## Task statement
If a line in the data holds "ParamInner", copy that line out in full.

## Task data
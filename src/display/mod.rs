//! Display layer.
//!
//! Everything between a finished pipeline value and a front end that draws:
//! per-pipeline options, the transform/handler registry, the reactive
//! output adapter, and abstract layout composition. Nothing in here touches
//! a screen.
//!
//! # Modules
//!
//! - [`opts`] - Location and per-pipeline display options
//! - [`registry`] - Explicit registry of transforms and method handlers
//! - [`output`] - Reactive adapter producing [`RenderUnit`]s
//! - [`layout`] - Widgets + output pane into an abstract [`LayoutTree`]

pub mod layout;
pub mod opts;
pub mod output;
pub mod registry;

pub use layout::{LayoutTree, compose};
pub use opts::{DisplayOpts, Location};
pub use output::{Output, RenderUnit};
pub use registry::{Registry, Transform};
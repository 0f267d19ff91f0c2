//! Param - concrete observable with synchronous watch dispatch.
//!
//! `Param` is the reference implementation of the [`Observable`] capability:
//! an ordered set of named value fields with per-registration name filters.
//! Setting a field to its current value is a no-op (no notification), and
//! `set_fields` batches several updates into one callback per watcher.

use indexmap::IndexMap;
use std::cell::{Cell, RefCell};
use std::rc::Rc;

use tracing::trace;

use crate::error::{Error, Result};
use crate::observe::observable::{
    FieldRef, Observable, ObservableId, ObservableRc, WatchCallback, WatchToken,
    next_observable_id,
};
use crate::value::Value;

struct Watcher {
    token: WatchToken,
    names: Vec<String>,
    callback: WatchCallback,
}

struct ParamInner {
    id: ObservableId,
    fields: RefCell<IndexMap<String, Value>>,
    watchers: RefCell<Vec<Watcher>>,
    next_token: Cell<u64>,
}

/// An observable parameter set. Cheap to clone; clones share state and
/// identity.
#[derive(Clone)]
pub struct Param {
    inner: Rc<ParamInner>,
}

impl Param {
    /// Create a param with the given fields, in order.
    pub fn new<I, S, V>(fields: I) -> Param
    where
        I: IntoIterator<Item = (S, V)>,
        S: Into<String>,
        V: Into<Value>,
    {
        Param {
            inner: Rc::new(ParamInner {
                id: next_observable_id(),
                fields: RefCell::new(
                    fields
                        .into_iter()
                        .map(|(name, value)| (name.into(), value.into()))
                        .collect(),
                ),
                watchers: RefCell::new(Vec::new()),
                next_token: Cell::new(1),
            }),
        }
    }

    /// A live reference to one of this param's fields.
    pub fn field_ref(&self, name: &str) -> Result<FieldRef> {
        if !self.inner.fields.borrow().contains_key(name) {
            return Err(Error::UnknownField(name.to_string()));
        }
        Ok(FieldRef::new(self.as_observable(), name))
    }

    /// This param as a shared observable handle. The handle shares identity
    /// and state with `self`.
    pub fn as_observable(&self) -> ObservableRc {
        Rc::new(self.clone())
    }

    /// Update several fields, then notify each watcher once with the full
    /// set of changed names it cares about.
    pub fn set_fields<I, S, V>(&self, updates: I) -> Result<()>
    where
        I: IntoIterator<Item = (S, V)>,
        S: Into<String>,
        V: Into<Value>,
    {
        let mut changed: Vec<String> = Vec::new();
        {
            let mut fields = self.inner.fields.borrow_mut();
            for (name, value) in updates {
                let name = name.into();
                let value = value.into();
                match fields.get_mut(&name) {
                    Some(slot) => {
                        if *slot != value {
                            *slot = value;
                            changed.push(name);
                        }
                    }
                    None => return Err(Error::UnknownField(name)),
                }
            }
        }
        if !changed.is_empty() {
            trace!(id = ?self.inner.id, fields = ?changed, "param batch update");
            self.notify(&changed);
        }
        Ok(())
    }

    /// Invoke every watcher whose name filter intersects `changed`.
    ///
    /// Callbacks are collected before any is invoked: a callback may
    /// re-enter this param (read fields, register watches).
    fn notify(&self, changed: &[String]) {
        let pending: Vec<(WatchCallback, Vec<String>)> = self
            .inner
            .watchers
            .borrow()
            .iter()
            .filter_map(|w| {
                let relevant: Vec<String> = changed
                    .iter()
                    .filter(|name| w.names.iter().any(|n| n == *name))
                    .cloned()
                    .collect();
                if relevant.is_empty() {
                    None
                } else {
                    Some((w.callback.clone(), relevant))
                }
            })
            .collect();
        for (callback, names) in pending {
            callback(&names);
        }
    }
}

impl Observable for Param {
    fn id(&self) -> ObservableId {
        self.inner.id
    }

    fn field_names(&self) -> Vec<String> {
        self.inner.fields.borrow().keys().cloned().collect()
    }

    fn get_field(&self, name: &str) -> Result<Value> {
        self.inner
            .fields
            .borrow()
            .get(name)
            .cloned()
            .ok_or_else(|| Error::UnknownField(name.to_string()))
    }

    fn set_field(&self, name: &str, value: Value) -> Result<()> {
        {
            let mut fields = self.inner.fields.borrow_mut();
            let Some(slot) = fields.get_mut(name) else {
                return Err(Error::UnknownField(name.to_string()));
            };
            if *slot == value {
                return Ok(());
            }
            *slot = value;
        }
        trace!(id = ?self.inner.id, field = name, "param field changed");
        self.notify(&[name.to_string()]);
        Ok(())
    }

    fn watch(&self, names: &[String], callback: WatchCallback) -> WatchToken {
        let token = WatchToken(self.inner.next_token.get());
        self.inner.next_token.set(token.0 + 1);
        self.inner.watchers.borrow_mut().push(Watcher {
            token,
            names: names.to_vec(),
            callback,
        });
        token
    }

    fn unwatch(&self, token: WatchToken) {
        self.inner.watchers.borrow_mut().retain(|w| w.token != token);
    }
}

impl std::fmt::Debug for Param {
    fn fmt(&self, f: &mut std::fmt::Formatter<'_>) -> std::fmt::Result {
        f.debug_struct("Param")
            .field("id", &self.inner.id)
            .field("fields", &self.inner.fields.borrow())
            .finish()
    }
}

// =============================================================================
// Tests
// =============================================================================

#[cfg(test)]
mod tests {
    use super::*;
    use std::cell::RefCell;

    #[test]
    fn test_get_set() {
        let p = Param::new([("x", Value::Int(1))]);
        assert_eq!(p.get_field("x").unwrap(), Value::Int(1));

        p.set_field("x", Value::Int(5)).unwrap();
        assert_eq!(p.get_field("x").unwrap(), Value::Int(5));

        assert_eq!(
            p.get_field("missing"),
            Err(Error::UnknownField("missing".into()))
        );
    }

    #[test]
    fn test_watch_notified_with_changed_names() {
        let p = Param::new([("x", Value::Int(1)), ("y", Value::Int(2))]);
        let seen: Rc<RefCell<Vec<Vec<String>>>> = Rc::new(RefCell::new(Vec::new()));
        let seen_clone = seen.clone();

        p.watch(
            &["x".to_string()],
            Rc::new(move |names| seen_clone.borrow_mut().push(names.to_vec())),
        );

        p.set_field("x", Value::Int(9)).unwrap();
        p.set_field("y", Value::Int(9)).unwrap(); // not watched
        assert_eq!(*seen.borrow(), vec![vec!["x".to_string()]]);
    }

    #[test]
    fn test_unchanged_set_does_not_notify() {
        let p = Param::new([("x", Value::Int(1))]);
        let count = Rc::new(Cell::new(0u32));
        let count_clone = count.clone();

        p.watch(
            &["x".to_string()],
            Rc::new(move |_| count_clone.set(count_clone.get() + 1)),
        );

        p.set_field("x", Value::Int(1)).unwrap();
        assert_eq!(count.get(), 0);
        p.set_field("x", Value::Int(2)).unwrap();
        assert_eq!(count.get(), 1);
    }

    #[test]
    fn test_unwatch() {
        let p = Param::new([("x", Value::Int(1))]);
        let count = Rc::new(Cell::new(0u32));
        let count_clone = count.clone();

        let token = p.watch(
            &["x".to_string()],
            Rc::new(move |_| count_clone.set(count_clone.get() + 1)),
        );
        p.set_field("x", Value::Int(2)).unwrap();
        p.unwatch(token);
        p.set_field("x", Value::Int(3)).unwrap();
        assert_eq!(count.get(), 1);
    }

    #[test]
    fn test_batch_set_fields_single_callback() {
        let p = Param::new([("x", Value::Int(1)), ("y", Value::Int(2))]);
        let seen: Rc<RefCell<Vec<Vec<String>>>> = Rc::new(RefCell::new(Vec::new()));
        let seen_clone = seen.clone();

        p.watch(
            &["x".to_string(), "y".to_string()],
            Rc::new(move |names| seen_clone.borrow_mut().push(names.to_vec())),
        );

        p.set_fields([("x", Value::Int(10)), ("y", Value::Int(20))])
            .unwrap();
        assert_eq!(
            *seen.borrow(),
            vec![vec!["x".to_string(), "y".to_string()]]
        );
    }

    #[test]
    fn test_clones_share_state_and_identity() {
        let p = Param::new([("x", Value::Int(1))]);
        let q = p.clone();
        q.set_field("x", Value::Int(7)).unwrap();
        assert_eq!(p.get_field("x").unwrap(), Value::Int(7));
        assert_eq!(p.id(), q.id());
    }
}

## Solution for this exercise
struct ParamInner {
    inner: Rc<ParamInner>,
            inner: Rc::new(ParamInner {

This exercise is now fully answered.